И призывает академии отказаться от инквизиции натуры.
Идеализм есть орудие пытки, требование эстетического чувства.
Идеализация формы человека есть умерщвление многих живых линий мускулатуры.
Эстетизм есть отброс интуитивного чувства.
Все вы желаете видеть куски живой натуры на крючках своих стен.
Так же Нерон любовался растерзанными телами людей и зверями зоологического сада.
Я говорю всем: бросьте любовь, бросьте эстетизм, бросьте чемоданы мудрости, ибо в новой культуре ваша мудрость смешна и ничтожна.
Я развязал узлы мудрости и освободил сознание краски.
Снимайте же скорее с себя огрубевшую кожу столетий, чтобы вам легче было догнать нас.
Я преодолел невозможное и пропасти сделал своим дыханием.
Вы в сетях горизонта, как рыбы!
Мы, супрематисты, — бросаем вам дорогу.
Спешите!
— Ибо завтра не узнаете нас.
Архитектура как пощечина бетоно-железу*
Искусство двинуло свои авангарды из тоннелей прошедших времен.
Тело искусства безустанно перевоплощается и укрепляет основу скелета в упорные крепкие связи, согласуясь с временем.
Вулканы новых зародышей творческих сил сметают все, распыляют скорлупу и воздвигают новую.
Каждый век бежит скорее прошлого и принимает на себя большие грузы, кует себе дороги из железобетонных тел.
Наш век бежит в четыре стороны сразу, как сердце, расширяясь, раздвигает стенки тела, так век XX раздвигает пространства, углубляясь во все стороны.
Первобытное время устремлялось по одной линии, потом по двум, дальше — по трем, теперь — по четвертой в пространство, вырываясь с земли.
Футуризм нарисовал новые пейзажи современной быстрой смены вещей, он выразил на холстах всю динамику железобетонной жизни.
Таким образом, искусство живописи двинулось вперед за современной техникой машин.
Литература оставила чиновничью службу у слова, приблизилась к букве и исчезла в ее существе.

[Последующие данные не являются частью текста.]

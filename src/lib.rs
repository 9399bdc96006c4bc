//! # Treelox
//!
//! A tree-walking interpreter for a subset of Lox: expressions, variables,
//! block scoping, `if`/`while` control flow, `break`/`continue` and `print`.
//!
//! User's source code: `var average = (min + max) / 2;`

//! ## Scanning
//!
//! Takes in the characters and converts them into tokens. Single characters
//! `(`, `;`, numbers `123`, string literals `"hi!"`, identifiers `min` are all
//! tokens, each carrying the line and column it starts at.
//!
//! Whitespaces and comments are dropped. So the tokens are
//! `["var", "average", "=", "(", "min", "+", "max", ")", "/", "2", ";", EOF]`.
//!
//! Every lexical error in the source is collected before the scanner gives up.

//! ## Parsing
//!
//! A recursive descent parser builds the statement list and its expression
//! trees from the tokens.
//!
//! ``` markdown
//! average (Statement::VarDeclaration)
//! └── / (Expression::Binary)
//!     ├── (group) (Expression::Grouping)
//!     │   └── + (Expression::Binary)
//!     │       ├── min (Expression::Variable)
//!     │       └── max (Expression::Variable)
//!     └── 2 (Expression::Literal)
//! ```
//!
//! On a syntax error the parser records it, skips to the next statement
//! boundary and goes on, so one run reports every syntax error it can find.

//! ## Interpreting
//!
//! The interpreter executes the statements in order against a chain of
//! scopes. The global scope lives as long as the [`Treelox`] driving it, so a
//! REPL keeps its variables from line to line. The first runtime error stops
//! the run.

pub mod cli;
mod environment;
mod error;
mod interpreter;
mod parser;
mod runner;
mod scanner;
mod statement;

pub use environment::Environment;
pub use error::{
	LoxError,
	interpreter::{InterpreterError, RuntimeError, RuntimeErrorType},
	parser::{ParseError, ParseErrorType, ParserError},
	scanner::{ScanError, ScanErrorType, ScannerError},
};
pub use interpreter::{Interpreter, value::Value};
pub use parser::{
	Parser,
	expression::{Expression, LiteralValue},
};
pub use runner::Treelox;
pub use scanner::{Scanner, Token, TokenType};
pub use statement::Statement;
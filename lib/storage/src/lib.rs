//! The storage engine of RDF entities.
//!
//! Loading an entity resolves, per subject, which graph partition supplies its values
//! ([EntityReconstructor]) and caches the outcome per graph ([EntityCache]). Writes convert
//! records back to quads through the forward field mapping ([EntityWriter]).
//! [MemoryTripleStore] implements the triple store client on top of an embedded SPARQL store.

mod cache;
mod memory_store;
mod reconstruction;
#[cfg(test)]
mod test_fixtures;
mod writer;

pub use cache::{CacheBackend, CacheLookup, EntityCache, Generation, MemoryCacheBackend};
pub use memory_store::MemoryTripleStore;
pub use reconstruction::{EntityReconstructor, LoadOutcome};
pub use writer::EntityWriter;
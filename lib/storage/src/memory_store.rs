use async_trait::async_trait;
use oxigraph::sparql::QueryResults;
use oxigraph::store::Store;
use rdf_entity_common::{QuerySolution, StorageError, TripleStore};
use rdf_entity_model::Quad;
use std::fmt::{Debug, Formatter};

/// A [TripleStore] backed by an embedded in-memory SPARQL store.
///
/// Used for tests and for applications that do not need persistence.
#[derive(Clone)]
pub struct MemoryTripleStore {
    store: Store,
}

impl MemoryTripleStore {
    /// Creates a new empty store.
    pub fn new() -> Result<Self, StorageError> {
        let store = Store::new().map_err(StorageError::backend)?;
        Ok(Self { store })
    }

    /// Inserts `quads` directly, without going through a SPARQL update.
    pub fn load_quads(&self, quads: impl IntoIterator<Item = Quad>) -> Result<(), StorageError> {
        self.store.extend(quads).map_err(StorageError::backend)
    }

    /// Returns the number of quads in the store.
    pub fn len(&self) -> Result<usize, StorageError> {
        self.store.len().map_err(StorageError::backend)
    }

    pub fn is_empty(&self) -> Result<bool, StorageError> {
        self.store.is_empty().map_err(StorageError::backend)
    }
}

impl Debug for MemoryTripleStore {
    fn fmt(&self, f: &mut Formatter<'_>) -> std::fmt::Result {
        f.debug_struct("MemoryTripleStore").finish_non_exhaustive()
    }
}

#[async_trait]
impl TripleStore for MemoryTripleStore {
    async fn query(&self, query: &str) -> Result<Vec<QuerySolution>, StorageError> {
        tracing::debug!("Evaluating query:\n{query}");
        match self.store.query(query).map_err(StorageError::backend)? {
            QueryResults::Solutions(solutions) => solutions
                .collect::<Result<Vec<_>, _>>()
                .map_err(StorageError::backend),
            QueryResults::Boolean(_) => Err(StorageError::unexpected(
                "a boolean result for a SELECT query",
            )),
            QueryResults::Graph(_) => Err(StorageError::unexpected(
                "a graph result for a SELECT query",
            )),
        }
    }

    async fn update(&self, update: &str) -> Result<(), StorageError> {
        tracing::debug!("Executing update:\n{update}");
        self.store.update(update).map_err(StorageError::backend)
    }

    async fn ask(&self, query: &str) -> Result<bool, StorageError> {
        tracing::debug!("Evaluating query:\n{query}");
        match self.store.query(query).map_err(StorageError::backend)? {
            QueryResults::Boolean(result) => Ok(result),
            QueryResults::Solutions(_) | QueryResults::Graph(_) => Err(StorageError::unexpected(
                "a non-boolean result for an ASK query",
            )),
        }
    }
}
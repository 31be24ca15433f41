//! The [EntityStore] loads, queries and writes entities of the configured entity types.
//!
//! Usage example:
//! ```
//! use rdf_entity::model::{EntityRecord, GraphId};
//! use rdf_entity::schema::SchemaRegistry;
//! use rdf_entity::storage::MemoryTripleStore;
//! use rdf_entity::{EntityQuery, EntityStore};
//! use std::sync::Arc;
//!
//! # tokio_test::block_on(async {
//! let schema = SchemaRegistry::from_json(r#"{
//!   "entity_types": {
//!     "rdf_entity": {
//!       "id_key": "id",
//!       "bundle_key": "type",
//!       "label_key": "label",
//!       "type_predicates": ["http://www.w3.org/1999/02/22-rdf-syntax-ns#type"],
//!       "graphs": [{ "id": "default" }],
//!       "bundles": {
//!         "fruit": {
//!           "uri": "http://example.com/fruit",
//!           "graphs": { "default": "http://example.com/fruit/published" }
//!         }
//!       },
//!       "fields": {
//!         "label": {
//!           "columns": {
//!             "value": {
//!               "format": "lang_literal",
//!               "predicate": "http://www.w3.org/2000/01/rdf-schema#label"
//!             }
//!           }
//!         }
//!       }
//!     }
//!   }
//! }"#)?;
//! let store = EntityStore::new(schema, Arc::new(MemoryTripleStore::new()?));
//!
//! // insertion
//! let apple = EntityRecord::new("http://example.com/apple", "fruit")
//!     .with_value("label", "value", "en", "Apple");
//! store.insert("rdf_entity", &apple, &GraphId::new("default")).await?;
//!
//! // entity query
//! let query = EntityQuery::new("rdf_entity").matches("label", "Apple");
//! assert_eq!(store.execute(&query).await?, ["http://example.com/apple"]);
//!
//! // load
//! let entity = store.load_one("rdf_entity", "http://example.com/apple", None).await?;
//! assert_eq!(entity.map(|entity| entity.graph), Some(GraphId::new("default")));
//! # Result::<_, Box<dyn std::error::Error>>::Ok(())
//! # }).unwrap();
//! ```

use crate::query::EntityQuery;
use rdf_entity_common::{count, named_node, triple_row, StorageError, TripleStore};
use rdf_entity_model::{
    BundleId, EntityRecord, GraphId, NamedNode, QueryError, ReconstructedEntity, SchemaError,
};
use rdf_entity_query::requests::{
    delete_entities, exists_query, insert_data, load_query, LOAD_VARIABLES,
};
use rdf_entity_query::{COUNT_VARIABLE, ENTITY_VARIABLE};
use rdf_entity_schema::config::SchemaConfig;
use rdf_entity_schema::{EntityTypeDefinition, Schema, SchemaRegistry};
use rdf_entity_storage::{
    CacheBackend, CacheLookup, EntityCache, EntityReconstructor, EntityWriter, LoadOutcome,
};
use std::collections::BTreeMap;
use std::sync::Arc;
use uuid::Uuid;

/// Configures an [EntityStore].
#[derive(Clone, Debug)]
pub struct EntityStoreOptions {
    /// Caches reconstructed entities in process memory.
    pub static_cache: bool,
    /// A cache tier shared beyond this process.
    pub persistent_cache: Option<Arc<dyn CacheBackend>>,
}

impl Default for EntityStoreOptions {
    fn default() -> Self {
        Self {
            static_cache: true,
            persistent_cache: None,
        }
    }
}

/// Stores entities of the configured entity types in a graph-partitioned triple store.
///
/// Every operation works on the schema snapshot that is current when it starts. Writes invalidate
/// the written entities in all graphs of their entity type.
#[derive(Debug)]
pub struct EntityStore {
    schema: SchemaRegistry,
    store: Arc<dyn TripleStore>,
    cache: EntityCache,
}

impl EntityStore {
    /// Creates a store with the default options.
    pub fn new(schema: SchemaRegistry, store: Arc<dyn TripleStore>) -> Self {
        Self::with_options(schema, store, EntityStoreOptions::default())
    }

    pub fn with_options(
        schema: SchemaRegistry,
        store: Arc<dyn TripleStore>,
        options: EntityStoreOptions,
    ) -> Self {
        Self {
            schema,
            store,
            cache: EntityCache::new(options.static_cache, options.persistent_cache),
        }
    }

    /// Returns the current schema snapshot.
    pub fn schema(&self) -> Arc<Schema> {
        self.schema.current()
    }

    /// Validates `config` and replaces the schema. The entity cache is cleared.
    ///
    /// Returns the version of the new schema.
    pub fn reload_schema(&self, config: SchemaConfig) -> Result<u64, SchemaError> {
        let version = self.schema.reload(config)?;
        self.cache.clear();
        Ok(version)
    }

    /// Compiles `query` into SPARQL without executing it.
    pub fn compile_query(&self, query: &EntityQuery, is_count: bool) -> Result<String, QueryError> {
        Ok(query.compile(&self.schema(), is_count)?.to_string())
    }

    /// Returns the ids of the entities matching `query`.
    pub async fn execute(&self, query: &EntityQuery) -> Result<Vec<String>, StorageError> {
        let query = self.compile_query(query, false)?;
        tracing::debug!("Executing entity query:\n{query}");
        let variable = ENTITY_VARIABLE.trim_start_matches('?');
        self.store
            .query(&query)
            .await?
            .iter()
            .map(|solution| named_node(solution, variable).map(NamedNode::into_string))
            .collect()
    }

    /// Returns the number of entities matching `query`. Sort keys and paging are ignored.
    pub async fn count(&self, query: &EntityQuery) -> Result<u64, StorageError> {
        let query = self.compile_query(query, true)?;
        tracing::debug!("Executing count query:\n{query}");
        count(&self.store.query(&query).await?, COUNT_VARIABLE)
    }

    /// Loads the entities `ids`.
    ///
    /// Every entity is read from the first graph of `graphs` (or the default graph set) that
    /// holds any of its triples. The result has an entry per requested id, entities that exist
    /// in none of the graphs are `Ok(None)`.
    pub async fn load(
        &self,
        entity_type: &str,
        ids: &[&str],
        graphs: Option<&[GraphId]>,
    ) -> Result<BTreeMap<String, LoadOutcome>, StorageError> {
        let schema = self.schema();
        let definition = schema.entity_type(entity_type)?;
        let catalog = definition.catalog();
        let priority = catalog.resolve(graphs)?;
        let entity_type = definition.id();

        let mut result: BTreeMap<String, LoadOutcome> = BTreeMap::new();
        let mut pending: Vec<&str> = Vec::new();
        let generation = self.cache.generation();
        for id in ids {
            if result.contains_key(*id) || pending.contains(id) {
                continue;
            }
            match self.cache.lookup(entity_type, id, &priority) {
                CacheLookup::Found(entity) => {
                    result.insert((*id).to_owned(), Ok(Some(entity)));
                }
                CacheLookup::NotFound => {
                    result.insert((*id).to_owned(), Ok(None));
                }
                CacheLookup::Miss => pending.push(*id),
            }
        }
        if pending.is_empty() {
            return Ok(result);
        }

        let graph_uris = catalog.graph_uris(&priority, None);
        let rows = if graph_uris.is_empty() {
            Vec::new()
        } else {
            // Type assertions are read from all graphs, the bundle must not depend on the
            // requested graphs.
            let all_graphs = catalog.graph_ids().cloned().collect::<Vec<_>>();
            let query = load_query(
                &pending,
                &graph_uris,
                &catalog.graph_uris(&all_graphs, None),
                &definition.schema().type_predicates,
            )?;
            self.store
                .query(&query)
                .await?
                .iter()
                .map(|solution| triple_row(solution, LOAD_VARIABLES))
                .collect::<Result<Vec<_>, _>>()?
        };

        let mut loaded = EntityReconstructor::new(definition).reconstruct(&pending, rows, &priority);
        for id in pending {
            let Some(outcome) = loaded.remove(id) else {
                continue;
            };
            if let Ok(entity) = &outcome {
                self.cache
                    .populate(entity_type, id, generation, &priority, entity.as_ref());
            }
            result.insert(id.to_owned(), outcome);
        }
        Ok(result)
    }

    /// Loads a single entity. See [EntityStore::load].
    pub async fn load_one(
        &self,
        entity_type: &str,
        id: &str,
        graphs: Option<&[GraphId]>,
    ) -> Result<Option<ReconstructedEntity>, StorageError> {
        let mut result = self.load(entity_type, &[id], graphs).await?;
        match result.remove(id) {
            Some(outcome) => Ok(outcome?),
            None => Ok(None),
        }
    }

    /// Returns whether the entity has any triple in `graph` (or in the default graph set).
    pub async fn exists(
        &self,
        entity_type: &str,
        id: &str,
        graph: Option<&GraphId>,
    ) -> Result<bool, StorageError> {
        let schema = self.schema();
        let definition = schema.entity_type(entity_type)?;
        let catalog = definition.catalog();
        let graphs = catalog.resolve(graph.map(std::slice::from_ref))?;
        let graph_uris = catalog.graph_uris(&graphs, None);
        if graph_uris.is_empty() {
            return Ok(false);
        }
        self.store.ask(&exists_query(id, &graph_uris)?).await
    }

    /// Drops the cached entries of `ids` in all graphs.
    pub fn invalidate(&self, entity_type: &str, ids: &[&str]) -> Result<(), QueryError> {
        let schema = self.schema();
        let definition = schema.entity_type(entity_type)?;
        self.invalidate_entities(definition, ids);
        Ok(())
    }

    /// Writes a new entity into `graph`.
    ///
    /// Fails with [StorageError::DuplicateId] if the entity already has triples in `graph`.
    pub async fn insert(
        &self,
        entity_type: &str,
        record: &EntityRecord,
        graph: &GraphId,
    ) -> Result<(), StorageError> {
        let schema = self.schema();
        let definition = schema.entity_type(entity_type)?;
        let quads = EntityWriter::new(definition).quads(record, graph)?;

        let graph_uris = definition
            .catalog()
            .graph_uris(std::slice::from_ref(graph), None);
        if self
            .store
            .ask(&exists_query(&record.id, &graph_uris)?)
            .await?
        {
            return Err(StorageError::DuplicateId {
                id: record.id.clone(),
                graph: graph.clone(),
            });
        }

        let result = self.store.update(&insert_data(&quads)).await;
        self.invalidate_entities(definition, &[record.id.as_str()]);
        result
    }

    /// Replaces the triples of an entity in `graph` with `record`.
    pub async fn save(
        &self,
        entity_type: &str,
        record: &EntityRecord,
        graph: &GraphId,
    ) -> Result<(), StorageError> {
        let schema = self.schema();
        let definition = schema.entity_type(entity_type)?;
        let quads = EntityWriter::new(definition).quads(record, graph)?;
        let graph_uris = definition
            .catalog()
            .graph_uris(std::slice::from_ref(graph), None);

        let update = format!(
            "{};\n{}",
            delete_entities(&[record.id.as_str()], &graph_uris)?,
            insert_data(&quads)
        );
        let result = self.store.update(&update).await;
        self.invalidate_entities(definition, &[record.id.as_str()]);
        result
    }

    /// Deletes the entities `ids` from `graph` or, if no graph is given, from all graphs.
    pub async fn delete(
        &self,
        entity_type: &str,
        ids: &[&str],
        graph: Option<&GraphId>,
    ) -> Result<(), StorageError> {
        if ids.is_empty() {
            return Ok(());
        }
        let schema = self.schema();
        let definition = schema.entity_type(entity_type)?;
        let catalog = definition.catalog();
        let graphs = match graph {
            Some(graph) => catalog.resolve(Some(std::slice::from_ref(graph)))?,
            None => catalog.graph_ids().cloned().collect(),
        };

        let update = delete_entities(ids, &catalog.graph_uris(&graphs, None))?;
        let result = self.store.update(&update).await;
        self.invalidate_entities(definition, ids);
        result
    }

    /// Mints a new id for an entity of `bundle` below the bundle's id base.
    ///
    /// Bundles without an id base use their type URI as base.
    pub fn generate_id(&self, entity_type: &str, bundle: &BundleId) -> Result<String, QueryError> {
        let schema = self.schema();
        let bundle = schema.entity_type(entity_type)?.bundle(bundle.as_str())?;
        let base = bundle.id_base.as_ref().unwrap_or(&bundle.uri).as_str();
        let separator = if base.ends_with('/') || base.ends_with('#') {
            ""
        } else {
            "/"
        };
        Ok(format!("{base}{separator}{}", Uuid::new_v4()))
    }

    fn invalidate_entities(&self, definition: &EntityTypeDefinition, ids: &[&str]) {
        let graphs = definition.catalog().graph_ids().collect::<Vec<_>>();
        for id in ids {
            self.cache
                .invalidate(definition.id(), id, graphs.iter().copied());
        }
    }
}
use crate::config::SchemaConfig;
use crate::schema::Schema;
use rdf_entity_model::SchemaError;
use std::sync::atomic::{AtomicU64, Ordering};
use std::sync::{Arc, PoisonError, RwLock};

/// Holds the current [Schema] snapshot.
///
/// Readers obtain an [Arc] to the current snapshot and keep using it for the whole operation,
/// even if the schema is reloaded in the meantime. A reload validates the new configuration
/// before it replaces the snapshot. An invalid configuration leaves the current snapshot in
/// place.
#[derive(Debug)]
pub struct SchemaRegistry {
    current: RwLock<Arc<Schema>>,
    latest_version: AtomicU64,
}

impl SchemaRegistry {
    /// Creates a registry from an initial configuration. The initial snapshot has version 1.
    pub fn try_new(config: SchemaConfig) -> Result<Self, SchemaError> {
        let schema = Schema::from_config(config, 1)?;
        Ok(Self {
            current: RwLock::new(Arc::new(schema)),
            latest_version: AtomicU64::new(1),
        })
    }

    /// Creates a registry from an initial JSON configuration document.
    pub fn from_json(json: &str) -> Result<Self, SchemaError> {
        let config = serde_json::from_str(json).map_err(|e| SchemaError::Syntax(Box::new(e)))?;
        Self::try_new(config)
    }

    /// Returns the current snapshot.
    pub fn current(&self) -> Arc<Schema> {
        Arc::clone(&self.current.read().unwrap_or_else(PoisonError::into_inner))
    }

    /// Returns the version of the current snapshot.
    pub fn version(&self) -> u64 {
        self.current().version()
    }

    /// Replaces the current snapshot with one created from `config` and returns its version.
    pub fn reload(&self, config: SchemaConfig) -> Result<u64, SchemaError> {
        let version = self.latest_version.fetch_add(1, Ordering::AcqRel) + 1;
        let schema = Schema::from_config(config, version)?;
        let mut current = self.current.write().unwrap_or_else(PoisonError::into_inner);
        // Concurrent reloads may finish out of order. The snapshot with the highest version wins.
        if current.version() < version {
            *current = Arc::new(schema);
        }
        tracing::debug!("Reloaded schema, version {version}");
        Ok(version)
    }
}
use crate::Schema;

pub const FRUIT_SCHEMA: &str = include_str!("../testdata/fruit.json");

pub fn fruit_schema() -> Schema {
    Schema::from_json(FRUIT_SCHEMA, 1).unwrap()
}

Музыка от будуарной мелодии, нежных сиреней пришла к чистому звуку, как таковому. Все искусство освободило лицо свое от постороннего элемента, только искусство архитектуры еще носит на лице прыщи современности, на нем без конца нарастают бородавки прошлого.
Самые лучшие постройки обязательно подопрутся греческими колонками, как костылями калека.
Обязательно веночком акантиковых листиков увенчается постройка.
Небоскреб с лифтами, электрическими лампочками, телефонами и т. д. украсится Венерой, амуром, разными атрибутами греческих времен.
С другой стороны, не дает покоя и русский умерший стиль.
Нет-нет, да вдруг и выплывет; некоторые оригиналы даже думают его воскресить и оригинальностью занавозить поля нашего быстрого века.
И вот воскресший Лазарь ходит по бетону, асфальту, задирает голову на провода, удивляется автомобилям, просится опять в гроб.
Трамваи, автомобили, аэропланы тоже с удивлением посматривают на беспомощного жильца и с жалости подают ему три копейки.
Смешной и ничтожный воскресший Лазарь в своей мантии — среди бешеной скорости наших электромашин.
Его плечи жалки, сваленное на него время раздавит его в лепешку.
Господа-оригиналы, уберите поскорей умерших старцев с дороги быстрин молодого духа.
Не мешайте бегу, не мешайте новому телу расправить живые мускулы.